▶ **Task statement**: Number of lines below with "Lookup": work it out and reply with that number only.

Data excerpts:
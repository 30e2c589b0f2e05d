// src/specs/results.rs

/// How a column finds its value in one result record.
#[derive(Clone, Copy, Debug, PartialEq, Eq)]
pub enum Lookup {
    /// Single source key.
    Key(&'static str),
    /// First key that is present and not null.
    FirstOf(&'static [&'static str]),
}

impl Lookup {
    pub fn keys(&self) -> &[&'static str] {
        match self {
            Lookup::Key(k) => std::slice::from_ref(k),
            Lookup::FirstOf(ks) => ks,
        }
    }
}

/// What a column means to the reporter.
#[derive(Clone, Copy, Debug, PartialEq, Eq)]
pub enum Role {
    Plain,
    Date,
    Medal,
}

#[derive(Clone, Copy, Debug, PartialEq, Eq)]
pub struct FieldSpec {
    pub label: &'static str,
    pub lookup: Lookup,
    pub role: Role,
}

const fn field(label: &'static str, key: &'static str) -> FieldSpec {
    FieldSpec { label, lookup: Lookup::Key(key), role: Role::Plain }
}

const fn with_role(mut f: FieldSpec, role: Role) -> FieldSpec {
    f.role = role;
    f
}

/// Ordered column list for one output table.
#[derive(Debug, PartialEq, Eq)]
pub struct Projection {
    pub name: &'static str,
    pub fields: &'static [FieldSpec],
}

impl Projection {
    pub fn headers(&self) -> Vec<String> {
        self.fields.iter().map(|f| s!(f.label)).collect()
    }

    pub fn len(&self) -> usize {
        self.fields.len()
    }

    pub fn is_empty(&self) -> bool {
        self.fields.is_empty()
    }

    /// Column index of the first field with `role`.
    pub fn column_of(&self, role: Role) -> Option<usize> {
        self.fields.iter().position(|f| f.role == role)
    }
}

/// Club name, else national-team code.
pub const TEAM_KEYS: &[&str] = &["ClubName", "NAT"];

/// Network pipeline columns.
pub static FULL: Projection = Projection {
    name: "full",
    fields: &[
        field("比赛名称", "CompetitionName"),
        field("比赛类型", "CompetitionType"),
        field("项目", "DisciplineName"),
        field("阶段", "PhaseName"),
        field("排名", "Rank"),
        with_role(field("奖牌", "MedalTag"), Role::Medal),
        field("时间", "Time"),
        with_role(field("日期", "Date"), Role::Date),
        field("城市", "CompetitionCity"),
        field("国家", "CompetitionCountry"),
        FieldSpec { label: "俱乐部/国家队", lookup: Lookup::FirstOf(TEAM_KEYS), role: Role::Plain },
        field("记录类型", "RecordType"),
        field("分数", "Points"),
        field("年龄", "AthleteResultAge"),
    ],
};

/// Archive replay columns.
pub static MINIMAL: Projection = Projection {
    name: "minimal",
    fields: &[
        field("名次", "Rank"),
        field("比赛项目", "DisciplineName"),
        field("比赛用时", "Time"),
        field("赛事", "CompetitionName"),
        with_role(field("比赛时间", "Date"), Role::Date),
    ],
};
...
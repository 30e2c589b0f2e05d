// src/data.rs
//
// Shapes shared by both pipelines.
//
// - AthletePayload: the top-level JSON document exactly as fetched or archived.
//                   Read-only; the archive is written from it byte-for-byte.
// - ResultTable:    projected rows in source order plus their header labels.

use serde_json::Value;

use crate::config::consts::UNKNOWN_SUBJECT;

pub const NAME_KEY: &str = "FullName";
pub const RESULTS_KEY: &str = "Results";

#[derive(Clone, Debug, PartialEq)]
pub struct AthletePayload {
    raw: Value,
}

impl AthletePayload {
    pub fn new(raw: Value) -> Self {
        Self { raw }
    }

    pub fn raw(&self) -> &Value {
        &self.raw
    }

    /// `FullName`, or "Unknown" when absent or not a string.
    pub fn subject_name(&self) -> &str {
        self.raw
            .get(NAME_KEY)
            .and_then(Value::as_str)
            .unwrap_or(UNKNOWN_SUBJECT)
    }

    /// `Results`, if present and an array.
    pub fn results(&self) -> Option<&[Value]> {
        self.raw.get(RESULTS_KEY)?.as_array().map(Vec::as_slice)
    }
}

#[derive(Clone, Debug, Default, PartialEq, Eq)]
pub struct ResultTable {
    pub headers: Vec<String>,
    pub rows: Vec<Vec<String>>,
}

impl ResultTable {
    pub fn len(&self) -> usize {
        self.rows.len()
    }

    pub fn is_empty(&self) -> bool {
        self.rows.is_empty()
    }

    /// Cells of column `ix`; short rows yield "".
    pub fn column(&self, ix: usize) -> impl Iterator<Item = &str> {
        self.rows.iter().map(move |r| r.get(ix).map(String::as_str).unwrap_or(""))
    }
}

▶ **Reply to the task**: 7